Here I Go, Another Journal Another Try, But This Time An Honest Try

This time I will not only listen to subs but will take action too. I will stick to subs for a long time with maximum actions.

I am changing the entire system and the way of living my life, discarding all the bad frictions which holding me from being an awesome personality, Subs showing me the real me & after meeting the real me, I come to know how much work I have to do in every area of my life, just by rumbling I am the best, I will not become the best.

It’s because of sub-EoG that I came to know about my bad habits & exactly what holding me back from living the good life, Duh forget about the awesome life I don’t even live an average life because If I keep repeating what I was repeating in the past then my future will be not be good

So this journal will go deep inside every sub I am going to listen to, this may sound boring but I promise as I progress ahead I am sure a new adventure will be open every day.
I am more concerned about my inner game than the outer game right now, this journey will be very deep & somewhat personal too.

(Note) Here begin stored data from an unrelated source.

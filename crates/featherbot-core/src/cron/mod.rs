//! Persistent job scheduler: three schedule kinds, a single re-arming
//! timer, and a full-rewrite JSON store.
//!
//! Grounded on the teacher's `ferrobot-core::cron` module (store shape,
//! `compute_next_run`, file persistence) generalized to a third schedule
//! kind (`at`) and a `CronJobState` with status/error tracking, and on
//! `heartbeat::Heartbeat::run`'s `tokio::select!` pattern for the
//! re-arming timer — here the sleep duration is recomputed on every
//! mutation instead of being fixed at construction.

use chrono::{DateTime, Utc};
use serde::{Deserialize, Serialize};
use std::collections::HashMap;
use std::future::Future;
use std::path::{Path, PathBuf};
use std::pin::Pin;
use std::sync::Arc;
use std::time::Duration;
use tokio::sync::{mpsc, Mutex};
use tokio_util::sync::CancellationToken;
use tracing::{debug, error, info, warn};
use uuid::Uuid;

/// How a job's fire times are computed. Exactly one kind per job.
#[derive(Debug, Clone, Serialize, Deserialize, PartialEq)]
#[serde(tag = "kind", rename_all = "lowercase")]
pub enum CronSchedule {
    Cron {
        #[serde(rename = "cronExpr")]
        cron_expr: String,
        #[serde(skip_serializing_if = "Option::is_none")]
        timezone: Option<String>,
    },
    Every {
        #[serde(rename = "everySeconds")]
        every_seconds: u64,
    },
    At {
        at: DateTime<Utc>,
    },
}

/// What firing a job does. The only action currently defined is
/// synthesizing an agent turn, routed back to its origin channel.
#[derive(Debug, Clone, Serialize, Deserialize)]
pub struct CronPayload {
    pub action: String,
    pub message: String,
    #[serde(skip_serializing_if = "Option::is_none")]
    pub channel: Option<String>,
    #[serde(rename = "chatId", skip_serializing_if = "Option::is_none")]
    pub chat_id: Option<String>,
}

impl CronPayload {
    pub fn agent_turn(message: impl Into<String>, channel: Option<String>, chat_id: Option<String>) -> Self {
        Self { action: "agent_turn".into(), message: message.into(), channel, chat_id }
    }
}

#[derive(Debug, Clone, Copy, Serialize, Deserialize, PartialEq, Eq)]
#[serde(rename_all = "lowercase")]
pub enum JobStatus {
    Ok,
    Error,
}

/// Derived, mutable run state for a job. `nextRunAt` of `null` means the
/// job is dormant — either disabled, or its schedule yields no future
/// fire time.
#[derive(Debug, Clone, Default, Serialize, Deserialize)]
pub struct CronJobState {
    #[serde(rename = "nextRunAt")]
    pub next_run_at: Option<i64>,
    #[serde(rename = "lastRunAt")]
    pub last_run_at: Option<i64>,
    #[serde(rename = "lastStatus")]
    pub last_status: Option<JobStatus>,
    #[serde(rename = "lastError")]
    pub last_error: Option<String>,
}

#[derive(Debug, Clone, Serialize, Deserialize)]
pub struct CronJob {
    pub id: String,
    pub name: String,
    pub enabled: bool,
    pub schedule: CronSchedule,
    pub payload: CronPayload,
    #[serde(default)]
    pub state: CronJobState,
    #[serde(rename = "createdAt")]
    pub created_at: DateTime<Utc>,
    #[serde(rename = "updatedAt")]
    pub updated_at: DateTime<Utc>,
    #[serde(rename = "deleteAfterRun")]
    pub delete_after_run: bool,
}

/// Persistent aggregate. `version` is carried through to allow future
/// schema migrations; this implementation only understands `1`.
#[derive(Debug, Clone, Serialize, Deserialize)]
pub struct CronStore {
    pub version: u32,
    pub jobs: Vec<CronJob>,
}

impl Default for CronStore {
    fn default() -> Self {
        Self { version: 1, jobs: Vec::new() }
    }
}

/// `computeNextRun` — pure and total. Never panics; invalid schedules
/// resolve to `None` rather than an error.
pub fn compute_next_run(schedule: &CronSchedule, now_ms: i64) -> Option<i64> {
    match schedule {
        CronSchedule::Every { every_seconds } => Some(now_ms + (*every_seconds as i64) * 1000),
        CronSchedule::At { at } => {
            let at_ms = at.timestamp_millis();
            if at_ms > now_ms {
                Some(at_ms)
            } else {
                None
            }
        }
        CronSchedule::Cron { cron_expr, timezone } => {
            use std::str::FromStr;
            let schedule = cron::Schedule::from_str(cron_expr).ok()?;

            let now = DateTime::<Utc>::from_timestamp_millis(now_ms)?;

            if let Some(tz_name) = timezone {
                let tz: chrono_tz::Tz = tz_name.parse().ok()?;
                let now_tz = now.with_timezone(&tz);
                schedule.after(&now_tz).next().map(|dt| dt.timestamp_millis())
            } else {
                schedule.after(&now).next().map(|dt| dt.timestamp_millis())
            }
        }
    }
}

fn now_ms() -> i64 {
    Utc::now().timestamp_millis()
}

/// Callback invoked once per due job, on every timer fire.
pub type JobFireCallback =
    Arc<dyn Fn(CronJob) -> Pin<Box<dyn Future<Output = anyhow::Result<()>> + Send>> + Send + Sync>;

/// Scheduler service: owns the job store exclusively and arms a single
/// timer to the earliest enabled job's `nextRunAt`.
pub struct CronService {
    store_path: PathBuf,
    store: Arc<Mutex<CronStore>>,
    rearm_tx: Option<mpsc::UnboundedSender<()>>,
    cancel: CancellationToken,
}

impl CronService {
    /// Construct a service backed by `store_path`. Does not load or start
    /// the timer yet — call [`CronService::start`] for that.
    pub fn new(store_path: PathBuf) -> Self {
        Self {
            store_path,
            store: Arc::new(Mutex::new(CronStore::default())),
            rearm_tx: None,
            cancel: CancellationToken::new(),
        }
    }

    fn load_store(path: &Path) -> CronStore {
        if !path.exists() {
            return CronStore::default();
        }
        match std::fs::read_to_string(path) {
            Ok(contents) => serde_json::from_str(&contents).unwrap_or_else(|e| {
                warn!(error = %e, "cron store is schema-invalid; starting empty");
                CronStore::default()
            }),
            Err(e) => {
                warn!(error = %e, "cron store unreadable; starting empty");
                CronStore::default()
            }
        }
    }

    async fn save_store(&self) -> anyhow::Result<()> {
        let store = self.store.lock().await;
        write_store(&self.store_path, &store)
    }

    /// Load the store, recompute `nextRunAt` for every enabled job
    /// (discarding arrears accumulated while the process was down), and
    /// spawn the re-arming timer loop. `on_fire` is invoked once per due
    /// job, sequentially, on each tick.
    pub async fn start(&mut self, on_fire: JobFireCallback) -> anyhow::Result<()> {
        let loaded = Self::load_store(&self.store_path);
        {
            let mut store = self.store.lock().await;
            *store = loaded;
            let now = now_ms();
            for job in store.jobs.iter_mut() {
                job.state.next_run_at = if job.enabled {
                    compute_next_run(&job.schedule, now)
                } else {
                    None
                };
            }
        }
        self.save_store().await?;

        let (rearm_tx, mut rearm_rx) = mpsc::unbounded_channel::<()>();
        self.rearm_tx = Some(rearm_tx.clone());

        let store = Arc::clone(&self.store);
        let store_path = self.store_path.clone();
        let cancel = self.cancel.clone();

        tokio::spawn(async move {
            loop {
                let sleep_for = {
                    let store = store.lock().await;
                    earliest_next_run(&store)
                };

                let sleep_duration = match sleep_for {
                    Some(target) => {
                        let delta = (target - now_ms()).max(0);
                        Duration::from_millis(delta as u64)
                    }
                    // No enabled job has a next run time; wait for a mutation.
                    None => Duration::from_secs(3600),
                };

                tokio::select! {
                    _ = cancel.cancelled() => {
                        info!("cron service stopping");
                        return;
                    }
                    _ = tokio::time::sleep(sleep_duration) => {}
                    _ = rearm_rx.recv() => {
                        continue;
                    }
                }

                fire_due_jobs(&store, &store_path, &on_fire).await;
            }
        });

        info!("cron service started");
        Ok(())
    }

    /// Stop the timer loop. Does not touch the store file.
    pub fn stop(&mut self) {
        self.cancel.cancel();
    }

    fn rearm(&self) {
        if let Some(tx) = &self.rearm_tx {
            let _ = tx.send(());
        }
    }

    pub async fn add_job(
        &self,
        name: impl Into<String>,
        schedule: CronSchedule,
        payload: CronPayload,
        delete_after_run: bool,
    ) -> anyhow::Result<CronJob> {
        let now = Utc::now();
        let next_run_at = compute_next_run(&schedule, now.timestamp_millis());
        let job = CronJob {
            id: Uuid::new_v4().to_string(),
            name: name.into(),
            enabled: true,
            schedule,
            payload,
            state: CronJobState { next_run_at, ..Default::default() },
            created_at: now,
            updated_at: now,
            delete_after_run,
        };

        {
            let mut store = self.store.lock().await;
            store.jobs.push(job.clone());
        }
        self.save_store().await?;
        self.rearm();
        debug!(id = %job.id, name = %job.name, "added cron job");
        Ok(job)
    }

    pub async fn remove_job(&self, id: &str) -> anyhow::Result<bool> {
        let removed = {
            let mut store = self.store.lock().await;
            let before = store.jobs.len();
            store.jobs.retain(|j| j.id != id);
            store.jobs.len() < before
        };
        if removed {
            self.save_store().await?;
            self.rearm();
        }
        Ok(removed)
    }

    pub async fn enable_job(&self, id: &str, enabled: bool) -> anyhow::Result<bool> {
        let found = {
            let mut store = self.store.lock().await;
            if let Some(job) = store.jobs.iter_mut().find(|j| j.id == id) {
                job.enabled = enabled;
                job.updated_at = Utc::now();
                job.state.next_run_at = if enabled {
                    compute_next_run(&job.schedule, now_ms())
                } else {
                    None
                };
                true
            } else {
                false
            }
        };
        if found {
            self.save_store().await?;
            self.rearm();
        }
        Ok(found)
    }

    pub async fn list_jobs(&self) -> Vec<CronJob> {
        self.store.lock().await.jobs.clone()
    }

    pub async fn get_job(&self, id: &str) -> Option<CronJob> {
        self.store.lock().await.jobs.iter().find(|j| j.id == id).cloned()
    }
}

fn earliest_next_run(store: &CronStore) -> Option<i64> {
    store
        .jobs
        .iter()
        .filter(|j| j.enabled)
        .filter_map(|j| j.state.next_run_at)
        .min()
}

/// Collect jobs due at the current tick, fire them sequentially through
/// `on_fire`, update their run state, and remove or reschedule each.
/// Runs under the store mutex for the whole tick — jobs never race a
/// concurrent mutation mid-fire.
async fn fire_due_jobs(store: &Arc<Mutex<CronStore>>, store_path: &Path, on_fire: &JobFireCallback) {
    let now = now_ms();

    let due_ids: Vec<String> = {
        let store = store.lock().await;
        let mut due: Vec<&CronJob> = store
            .jobs
            .iter()
            .filter(|j| j.enabled && j.state.next_run_at.map(|t| t <= now).unwrap_or(false))
            .collect();
        due.sort_by_key(|j| (j.state.next_run_at.unwrap_or(0), j.id.clone()));
        due.into_iter().map(|j| j.id.clone()).collect()
    };

    if due_ids.is_empty() {
        return;
    }

    for id in due_ids {
        let job = {
            let store = store.lock().await;
            store.jobs.iter().find(|j| j.id == id).cloned()
        };
        let Some(job) = job else { continue };

        let outcome = on_fire(job.clone()).await;
        let fire_time = now_ms();

        let mut store = store.lock().await;
        let Some(entry) = store.jobs.iter_mut().find(|j| j.id == id) else { continue };

        entry.state.last_run_at = Some(fire_time);
        match outcome {
            Ok(()) => {
                entry.state.last_status = Some(JobStatus::Ok);
                entry.state.last_error = None;
            }
            Err(e) => {
                error!(id = %id, error = %e, "cron job fire failed");
                entry.state.last_status = Some(JobStatus::Error);
                entry.state.last_error = Some(e.to_string());
            }
        }
        entry.updated_at = Utc::now();

        if entry.delete_after_run {
            store.jobs.retain(|j| j.id != id);
        } else {
            let schedule = entry.schedule.clone();
            entry.state.next_run_at = compute_next_run(&schedule, fire_time);
        }

        if let Err(e) = write_store(store_path, &store) {
            error!(error = %e, "failed to persist cron store after firing job");
        }
    }
}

So how this journal will differ from my other ones?
It will be circulating more around the Atomic Habit of James Clear, First time in my life, I am sticking to something because I was being random my whole life.

I come to know how can I change my life by keep repeating important stuff It can be automated in life So that I can no longer have to wonder how can I overcome daily challenges in my life, though I am sure I can do it, the problem is I am not doing it.

In this journal I will go inside every sub & will take massive actions, So That I can take the whole benefit of Subliminal

Sub Day 1
After coming out of washout day, Today I listened to Wanted experimental & EoG ST1.

I am feeling very calm, Collective & energetic on Wanted. My family went to dine outside but I didn’t go for the reason of “respect”. Though it was my favorite restaurant & food. But I put respect over food today. I just wanted to set an example, I won’t accept further disrespect towards myself & take myself seriously, They all love me & called me 10’s times but I calmly said I am on a diet so I can’t come, unlike other times, where I would put tantrum, explain my self & even cry. Yes, I cried a lot in the last decade & so, I was the weak bastard who can’t control his emotions until now.

Apart from that, I stopped myself from seeking approval from girls. There’s thinking that keeps coming into my mind that I shouldn’t approach or please anyone. I should build myself like that people should keep coming to me or desire me. I noticed a few people who has some good holding in the gym talked to me & even saw girls glancing at me.

I even saw Videos about making my face more symmetrical etc. & most important I didn’t watch any time-wasting videos on youtube or on any other platform.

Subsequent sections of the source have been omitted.